The Affordable Care Act a few weeks later

So, the Affordable Care Act (ACA) passed the House on March 21st and now it's all a matter of implementation. How is that going? Well, in an entirely predictable and in fact, widely predicted move, the private, for-profit health insurance industry is working very energetically to find all the possible loopholes and fuzzy definitions and anything else they can use to defeat the whole purpose for passing the ACA to begin with. That this was going to be a problem became clear on the 25th, less than a week after the ACA was passed in the House

President Obama endured some mockery from the press corps when his answer to a single constituent question stretched all the way to 17 minutes, but the blogger writing about it was cheered by the fact that Obama defended the whole idea of activist government that picks up where private enterprise leaves off, where private enterprise simply can't do the necessary job.

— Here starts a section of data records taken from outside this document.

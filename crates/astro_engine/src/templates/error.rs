//! Template loading errors

use std::io;
use std::path::PathBuf;

use thiserror::Error;

/// What exactly is wrong with a template
#[derive(Error, Debug, Clone, PartialEq)]
pub enum Problem {
    /// The record header names a kind nobody registered
    #[error("unknown kind `{0}`")]
    UnknownKind(String),

    /// Required fields still absent after defaults were applied
    #[error("missing required fields: {}", .0.join(", "))]
    MissingFields(Vec<String>),

    /// A field holds a value of the wrong shape
    #[error("field `{field}` should be {expected}, found {found}")]
    WrongType {
        /// Field name
        field: String,
        /// Human readable description of the expected value
        expected: &'static str,
        /// Description of the value actually given
        found: &'static str,
    },

    /// A numeric field is outside its allowed range
    #[error("field `{field}` {requirement}")]
    OutOfRange {
        /// Field name
        field: String,
        /// Human readable requirement, e.g. "must be positive"
        requirement: &'static str,
    },

    /// A reference names a template that has not been loaded (yet)
    #[error("reference to unknown template `{0}`")]
    UnknownReference(String),

    /// A reference names a template of an unexpected kind
    #[error("`{reference}` is a {found} template, expected {expected}")]
    WrongFamily {
        /// The reference as written
        reference: String,
        /// Kind or family the field accepts
        expected: String,
        /// Kind of the referenced template
        found: String,
    },

    /// A `Kind(key)` derivation whose body is not a table
    #[error("derived reference `{0}` must map to a table of overrides")]
    MalformedDerivation(String),

    /// Building a derived copy failed
    #[error("invalid derived template: {0}")]
    InvalidDerivation(Box<ValidationError>),
}

/// A template failed validation
#[derive(Error, Debug, Clone, PartialEq)]
#[error("{kind}[{key}]: {problem}")]
pub struct ValidationError {
    /// Kind named in the record header
    pub kind: String,
    /// Template key
    pub key: String,
    /// What went wrong
    pub problem: Problem,
}

impl ValidationError {
    /// Create an error for one template
    pub fn new(kind: impl Into<String>, key: impl Into<String>, problem: Problem) -> Self {
        Self {
            kind: kind.into(),
            key: key.into(),
            problem,
        }
    }
}

/// Two templates were declared under the same key
#[derive(Error, Debug, Clone, PartialEq, Eq)]
#[error("template key `{key}` from {origin} is already defined by {existing_origin}")]
pub struct DuplicateKeyError {
    /// The contested key
    pub key: String,
    /// Source declaring the second template
    pub origin: String,
    /// Source that declared the first template
    pub existing_origin: String,
}

/// Template loading errors
#[derive(Error, Debug)]
pub enum TemplateError {
    /// Reading a source failed
    #[error("failed to read {path}: {source}")]
    Io {
        /// File or directory being read
        path: PathBuf,
        /// Underlying error
        #[source]
        source: io::Error,
    },

    /// A source is not a well-formed document
    #[error("failed to parse {origin}: {message}")]
    Parse {
        /// Source name
        origin: String,
        /// Parser message
        message: String,
    },

    /// A source file has an extension no parser handles
    #[error("unsupported template source {0}")]
    UnsupportedFormat(PathBuf),

    /// A category directory from the load order does not exist
    #[error("template category directory {0} does not exist")]
    MissingCategory(PathBuf),

    /// A template failed validation
    #[error(transparent)]
    Validation(#[from] ValidationError),

    /// A template key was declared twice
    #[error(transparent)]
    DuplicateKey(#[from] DuplicateKeyError),
}
use serde_json::Value;
use tokio::sync::mpsc;

use crate::envelope::{ResponseBody, ResponseEnvelope, ResultPayload};
use crate::error::ClientError;

/// Receives the outcome of one request.
///
/// `next` is called for every response routed to the request. A request ends
/// with exactly one of `complete` or `error`.
pub trait ResponseObserver: Send + 'static {
    fn next(&mut self, response: ResponseEnvelope);

    fn error(&mut self, error: ClientError);

    fn complete(&mut self);
}

/// Event delivered through a [`ChannelObserver`]
#[derive(Debug, Clone)]
pub enum ObserverEvent {
    Next(ResponseEnvelope),
    Error(ClientError),
    Complete,
}

/// Observer forwarding every callback into an unbounded channel
pub struct ChannelObserver {
    tx: mpsc::UnboundedSender<ObserverEvent>,
}

impl ChannelObserver {
    pub fn new() -> (Self, mpsc::UnboundedReceiver<ObserverEvent>) {
        let (tx, rx) = mpsc::unbounded_channel();
        (Self { tx }, rx)
    }

    fn forward(&self, event: ObserverEvent) {
        // the receiving side may already be gone
        let _ = self.tx.send(event);
    }
}

impl ResponseObserver for ChannelObserver {
    fn next(&mut self, response: ResponseEnvelope) {
        self.forward(ObserverEvent::Next(response));
    }

    fn error(&mut self, error: ClientError) {
        self.forward(ObserverEvent::Error(error));
    }

    fn complete(&mut self) {
        self.forward(ObserverEvent::Complete);
    }
}

/// Something that can stop an outstanding request
pub trait Cancel: Send + Sync {
    fn cancel(&self);
}

/// Wait for the single `data` response of a query or mutation
pub(crate) async fn first_data(
    events: &mut mpsc::UnboundedReceiver<ObserverEvent>,
) -> Result<Value, ClientError> {
    while let Some(event) = events.recv().await {
        match event {
            ObserverEvent::Next(response) => match response.body {
                ResponseBody::Result(ResultPayload::Data { data }) => return Ok(data),
                ResponseBody::Error(shape) => return Err(ClientError::Remote(shape)),
                ResponseBody::Result(other) => {
                    return Err(ClientError::UnexpectedResponse(format!("{other:?}")));
                }
            },
            ObserverEvent::Error(error) => return Err(error),
            ObserverEvent::Complete => break,
        }
    }
    Err(ClientError::Closed)
}

/// A live subscription.
///
/// Yields data values until the server stops the stream, an error arrives,
/// or the subscription is cancelled. Dropping it cancels it.
pub struct Subscription {
    canceller: Box<dyn Cancel>,
    events: mpsc::UnboundedReceiver<ObserverEvent>,
    finished: bool,
}

impl Subscription {
    pub(crate) fn new(
        canceller: Box<dyn Cancel>,
        events: mpsc::UnboundedReceiver<ObserverEvent>,
    ) -> Self {
        Self {
            canceller,
            events,
            finished: false,
        }
    }

    /// Next data value; `None` once the subscription is over
    pub async fn next(&mut self) -> Option<Result<Value, ClientError>> {
        if self.finished {
            return None;
        }

        while let Some(event) = self.events.recv().await {
            match event {
                ObserverEvent::Next(response) => {
                    if let Some(data) = response.into_data() {
                        return Some(Ok(data));
                    }
                }
                ObserverEvent::Error(error) => {
                    self.finished = true;
                    return Some(Err(error));
                }
                ObserverEvent::Complete => break,
            }
        }

        self.finished = true;
        None
    }

    pub fn is_finished(&self) -> bool {
        self.finished
    }

    /// Stop the subscription
    pub fn cancel(mut self) {
        self.stop();
    }

    fn stop(&mut self) {
        if !self.finished {
            self.finished = true;
            self.canceller.cancel();
        }
    }
}

impl Drop for Subscription {
    fn drop(&mut self) {
        self.stop();
    }
}

#[cfg(test)]
mod tests {
    use super::*;
    use serde_json::json;
    use std::sync::Arc;
    use std::sync::atomic::{AtomicU32, Ordering};

    struct CountingCancel(Arc<AtomicU32>);

    impl Cancel for CountingCancel {
        fn cancel(&self) {
            self.0.fetch_add(1, Ordering::SeqCst);
        }
    }

    #[tokio::test]
    async fn test_first_data_skips_nothing() {
        let (mut observer, mut rx) = ChannelObserver::new();
        observer.next(ResponseEnvelope::data(1.into(), json!(42)));

        assert_eq!(first_data(&mut rx).await.expect("Expected data"), json!(42));
    }

    #[tokio::test]
    async fn test_first_data_complete_without_data() {
        let (mut observer, mut rx) = ChannelObserver::new();
        observer.complete();

        assert!(matches!(first_data(&mut rx).await, Err(ClientError::Closed)));
    }

    #[tokio::test]
    async fn test_subscription_yields_data_then_ends() {
        let cancels = Arc::new(AtomicU32::new(0));
        let (mut observer, rx) = ChannelObserver::new();
        let mut subscription = Subscription::new(Box::new(CountingCancel(cancels.clone())), rx);

        observer.next(ResponseEnvelope::started(1.into()));
        observer.next(ResponseEnvelope::data(1.into(), json!("a")));
        observer.next(ResponseEnvelope::stopped(1.into()));
        observer.complete();

        assert_eq!(subscription.next().await.map(Result::ok), Some(Some(json!("a"))));
        assert!(subscription.next().await.is_none());
        assert!(subscription.is_finished());

        drop(subscription);
        assert_eq!(cancels.load(Ordering::SeqCst), 0, "finished subscriptions are not cancelled");
    }

    #[tokio::test]
    async fn test_subscription_cancels_on_drop() {
        let cancels = Arc::new(AtomicU32::new(0));
        let (_observer, rx) = ChannelObserver::new();
        let subscription = Subscription::new(Box::new(CountingCancel(cancels.clone())), rx);

        drop(subscription);
        assert_eq!(cancels.load(Ordering::SeqCst), 1);
    }
}
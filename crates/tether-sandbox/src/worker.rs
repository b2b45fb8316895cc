//! The sandbox side: one OS thread per generation running a single-threaded
//! runtime. Executions and async host-call results are processed as they
//! arrive; a synchronous host call blocks the whole thread.

use std::any::Any;
use std::cell::{Cell, RefCell};
use std::collections::HashMap;
use std::rc::Rc;
use std::sync::Once;
use std::thread::JoinHandle;

use tokio::sync::mpsc;
use tokio::task::LocalSet;

use crate::context::CallContext;
use crate::engine::{EngineFactory, Module, ModuleScope, ScriptEngine};
use crate::error::ScriptError;
use crate::protocol::{HostMessage, WorkerEvent, WorkerMessage};

thread_local! {
    static IN_SANDBOX: Cell<bool> = const { Cell::new(false) };
    static PANIC_LOCATION: RefCell<Option<String>> = const { RefCell::new(None) };
}

static PANIC_HOOK: Once = Once::new();

/// Panics on sandbox threads are reported as crashes, so record where they
/// happened and keep them off stderr. Other threads keep the previous hook.
fn install_panic_hook() {
    PANIC_HOOK.call_once(|| {
        let previous = std::panic::take_hook();
        std::panic::set_hook(Box::new(move |info| {
            if IN_SANDBOX.get() {
                let location = info
                    .location()
                    .map(|l| format!("{}:{}:{}", l.file(), l.line(), l.column()));
                PANIC_LOCATION.set(location);
            } else {
                previous(info);
            }
        }));
    });
}

fn crash_report(payload: &(dyn Any + Send)) -> ScriptError {
    let message = if let Some(message) = payload.downcast_ref::<&str>() {
        (*message).to_owned()
    } else if let Some(message) = payload.downcast_ref::<String>() {
        message.clone()
    } else {
        "Sandbox panicked".to_owned()
    };

    let error = ScriptError::new(message);
    match PANIC_LOCATION.take() {
        Some(location) => error.at(location),
        None => error,
    }
}

pub(crate) fn spawn(
    generation: u64,
    engine: EngineFactory,
    inbox: mpsc::UnboundedReceiver<HostMessage>,
    events: mpsc::UnboundedSender<WorkerEvent>,
) -> std::io::Result<JoinHandle<()>> {
    std::thread::Builder::new()
        .name(format!("sandbox-{generation}"))
        .spawn(move || run(&engine, inbox, events))
}

fn run(
    engine: &EngineFactory,
    inbox: mpsc::UnboundedReceiver<HostMessage>,
    events: mpsc::UnboundedSender<WorkerEvent>,
) {
    install_panic_hook();
    IN_SANDBOX.set(true);

    let runtime = match tokio::runtime::Builder::new_current_thread()
        .enable_all()
        .build()
    {
        Ok(runtime) => runtime,
        Err(e) => {
            let error = ScriptError::new(format!("Failed to start sandbox runtime: {e}"));
            if events.send(WorkerEvent::Crashed(error)).is_err() {
                log::debug!("Executor gone before sandbox start");
            }
            return;
        }
    };

    let worker = Rc::new(Worker {
        engine: RefCell::new(engine()),
        modules: RefCell::default(),
        context: RefCell::new(None),
        events,
    });
    LocalSet::new().block_on(&runtime, worker.serve(inbox));
    log::debug!("Sandbox thread finished");
}

struct Worker {
    engine: RefCell<Box<dyn ScriptEngine>>,
    modules: RefCell<HashMap<String, Module>>,
    context: RefCell<Option<CallContext>>,
    events: mpsc::UnboundedSender<WorkerEvent>,
}

impl Worker {
    async fn serve(self: Rc<Self>, mut inbox: mpsc::UnboundedReceiver<HostMessage>) {
        while let Some(message) = inbox.recv().await {
            match message {
                HostMessage::Init {
                    mailbox,
                    props,
                    capabilities,
                } => {
                    log::debug!(
                        "Sandbox initialised with {} sync and {} async capabilities",
                        capabilities.sync.len(),
                        capabilities.asynchronous.len()
                    );
                    let context = CallContext::new(props, capabilities, mailbox, self.events.clone());
                    *self.context.borrow_mut() = Some(context);
                }
                HostMessage::Execute {
                    seq,
                    code,
                    filename,
                    run,
                } => {
                    tokio::task::spawn_local(self.clone().execute(seq, code, filename, run));
                }
                HostMessage::AsyncCallResult {
                    correlation_id,
                    result,
                } => match self.context() {
                    Some(context) => context.resolve(correlation_id, result),
                    None => log::warn!("Async call result before init"),
                },
            }
        }
    }

    fn context(&self) -> Option<CallContext> {
        self.context.borrow().clone()
    }

    fn emit(&self, event: WorkerEvent) {
        if self.events.send(event).is_err() {
            log::debug!("Executor gone, dropping sandbox event");
        }
    }

    /// Runs the module in its own task so a panic ends only that task and is
    /// reported as a crash.
    async fn execute(self: Rc<Self>, seq: u64, code: Option<String>, filename: String, run: bool) {
        let task = tokio::task::spawn_local(self.clone().evaluate_and_run(code, filename, run));

        match task.await {
            Ok(result) => {
                let message = WorkerMessage::ExecutionResult {
                    seq,
                    error: result.err(),
                };
                self.emit(WorkerEvent::Message(message.encode()));
            }
            Err(e) if e.is_panic() => {
                let payload = e.into_panic();
                self.emit(WorkerEvent::Crashed(crash_report(payload.as_ref())));
            }
            Err(_) => log::debug!("Execution {seq} cancelled"),
        }
    }

    async fn evaluate_and_run(
        self: Rc<Self>,
        code: Option<String>,
        filename: String,
        run: bool,
    ) -> Result<(), ScriptError> {
        let context = self
            .context()
            .ok_or_else(|| ScriptError::new("Sandbox is not initialised"))?;

        let module = match code {
            Some(code) => {
                let scope = ModuleScope::new(&filename, context.console());
                let module = self.engine.borrow_mut().evaluate(&code, &scope)?;
                self.modules
                    .borrow_mut()
                    .insert(filename.clone(), module.clone());
                module
            }
            None => self
                .modules
                .borrow()
                .get(&filename)
                .cloned()
                .ok_or_else(|| ScriptError::new(format!("Module {filename} is not loaded")))?,
        };

        if !run {
            return Ok(());
        }
        let Some(entry) = module.entry() else {
            return Err(ScriptError::new(format!("{filename} has no entry function")));
        };
        entry(context).await
    }
}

On the other side of the aisle, right-wingers are absolutely miserable about it. They feel America is becoming "indistinguishable from the Canadians and the Europeans" and, wonder of wonders, they consider that to be a bad thing. Looking at the comments on the Inky's letters page one would get the impression that the tea partiers were not screaming, tantrum-throwing, out-of-control wingnuts, but were instead just cheerful, earnest, honest citizens who were outraged about out of control government spending, which of course, didn't bother them the slightest under the last president. Fortunately, Senate Minority Leader Mitch McConnell (R-KY) doesn't appear to think that there's much chance that the ACA will be repealed, even as Rep. Tom Price (R-GA) appears to be pining for the "good ol' days," which doesn't sound like he means just the pre-Obama era, but appears to share with many other right-wingers a desire to return to the "Gilded Age" of the 1880s. A major problem with that, of course, is that the Republican Party is caught between a rock and a hard place where spending on specific projects is actually quite popular, even if spending in general is theoretically frowned upon.

Oh, and encouraging words on interrogation practices from the head of the CIA’s National Clandestine Service

And both I and a fellow progressive wrote about the problems the Roman Catholic Church is having with the Pope and pedophilia.


And no, I'm very unimpressed with the Vatican's pushback published in the Inky.


Update: Digby is the blogger who came up with the term "The Village" with which so many describe the traditional media press corps today. It's funny how "The Villagers" do these cute little anthropological-type expeditions out into "The Real America" and always seem to find right-wingers. They never appear to run across any liberal or non-white groups and they have a tendency to focus on small, yes, villages, to focus on. Hmm. Very interesting how that happens.